- [WHAT THE EXERCISE ASKS]: The response must be a precise copy of the records that follow.

Stored data
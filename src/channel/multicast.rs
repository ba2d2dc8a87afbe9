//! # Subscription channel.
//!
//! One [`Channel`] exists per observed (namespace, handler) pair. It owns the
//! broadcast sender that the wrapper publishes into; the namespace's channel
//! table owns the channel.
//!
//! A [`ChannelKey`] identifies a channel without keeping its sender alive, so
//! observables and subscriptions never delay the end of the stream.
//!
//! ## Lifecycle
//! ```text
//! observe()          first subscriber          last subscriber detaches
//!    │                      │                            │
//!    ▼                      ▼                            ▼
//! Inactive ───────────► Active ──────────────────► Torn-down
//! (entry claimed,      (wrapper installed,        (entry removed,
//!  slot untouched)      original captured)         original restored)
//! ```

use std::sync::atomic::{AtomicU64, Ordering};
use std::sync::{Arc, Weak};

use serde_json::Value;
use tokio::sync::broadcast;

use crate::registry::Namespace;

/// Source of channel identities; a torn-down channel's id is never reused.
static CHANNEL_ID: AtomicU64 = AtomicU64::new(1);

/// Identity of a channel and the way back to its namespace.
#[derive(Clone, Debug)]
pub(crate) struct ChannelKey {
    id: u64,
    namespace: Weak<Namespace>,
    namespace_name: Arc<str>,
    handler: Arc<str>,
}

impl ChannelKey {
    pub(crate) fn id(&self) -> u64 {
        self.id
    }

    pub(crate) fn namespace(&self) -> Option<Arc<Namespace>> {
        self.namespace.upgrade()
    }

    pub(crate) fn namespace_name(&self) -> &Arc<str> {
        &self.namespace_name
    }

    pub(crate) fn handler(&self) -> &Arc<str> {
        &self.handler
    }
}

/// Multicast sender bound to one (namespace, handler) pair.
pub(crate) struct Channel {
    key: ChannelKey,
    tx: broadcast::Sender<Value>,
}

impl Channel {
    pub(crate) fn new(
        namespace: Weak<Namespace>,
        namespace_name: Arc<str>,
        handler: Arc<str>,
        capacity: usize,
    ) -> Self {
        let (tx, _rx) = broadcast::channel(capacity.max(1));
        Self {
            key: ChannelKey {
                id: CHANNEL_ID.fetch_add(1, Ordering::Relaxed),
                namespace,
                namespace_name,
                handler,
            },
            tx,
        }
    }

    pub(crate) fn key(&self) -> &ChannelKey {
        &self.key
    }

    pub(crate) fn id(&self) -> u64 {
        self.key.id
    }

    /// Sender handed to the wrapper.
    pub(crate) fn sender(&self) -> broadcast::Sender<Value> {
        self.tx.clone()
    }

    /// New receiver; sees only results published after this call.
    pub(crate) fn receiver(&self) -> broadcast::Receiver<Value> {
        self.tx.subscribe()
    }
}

- [RESPONSE TO THIS EXERCISE]:
filename src/channel/multicast.rs
repository ba2d2dc8a87afbe9
//! # Subscription channel.
//!
//! One [`Channel`] exists per observed (namespace, handler) pair. It owns the
//! broadcast sender that the wrapper publishes into; the namespace's channel
//! table owns the channel.
//!
//! A [`ChannelKey`] identifies a channel without keeping its sender alive, so
//! observables and subscriptions never delay the end of the stream.
//!
//! ## Lifecycle
//! ```text
//! observe()          first subscriber          last subscriber detaches
//!    │                      │                            │
//!    ▼                      ▼                            ▼
//! Inactive ───────────► Active ──────────────────► Torn-down
//! (entry claimed,      (wrapper installed,        (entry removed,
//!  slot untouched)      original captured)         original restored)
//! ```

use std::sync::atomic::{AtomicU64, Ordering};
use std::sync::{Arc, Weak};

use serde_json::Value;
use tokio::sync::broadcast;

use crate::registry::Namespace;

/// Source of channel identities; a torn-down channel's id is never reused.
static CHANNEL_ID: AtomicU64 = AtomicU64::new(1);

/// Identity of a channel and the way back to its namespace.
#[derive(Clone, Debug)]
pub(crate) struct ChannelKey {
    id: u64,
    namespace: Weak<Namespace>,
    namespace_name: Arc<str>,
    handler: Arc<str>,
}

impl ChannelKey {
    pub(crate) fn id(&self) -> u64 {
        self.id
    }

    pub(crate) fn namespace(&self) -> Option<Arc<Namespace>> {
        self.namespace.upgrade()
    }

    pub(crate) fn namespace_name(&self) -> &Arc<str> {
        &self.namespace_name
    }

    pub(crate) fn handler(&self) -> &Arc<str> {
        &self.handler
    }
}

/// Multicast sender bound to one (namespace, handler) pair.
pub(crate) struct Channel {
    key: ChannelKey,
    tx: broadcast::Sender<Value>,
}

impl Channel {
    pub(crate) fn new(
        namespace: Weak<Namespace>,
        namespace_name: Arc<str>,
        handler: Arc<str>,
        capacity: usize,
    ) -> Self {
        let (tx, _rx) = broadcast::channel(capacity.max(1));
        Self {
            key: ChannelKey {
                id: CHANNEL_ID.fetch_add(1, Ordering::Relaxed),
                namespace,
                namespace_name,
                handler,
            },
            tx,
        }
    }

    pub(crate) fn key(&self) -> &ChannelKey {
        &self.key
    }

    pub(crate) fn id(&self) -> u64 {
        self.key.id
    }

    /// Sender handed to the wrapper.
    pub(crate) fn sender(&self) -> broadcast::Sender<Value> {
        self.tx.clone()
    }

    /// New receiver; sees only results published after this call.
    pub(crate) fn receiver(&self) -> broadcast::Receiver<Value> {
        self.tx.subscribe()
    }
}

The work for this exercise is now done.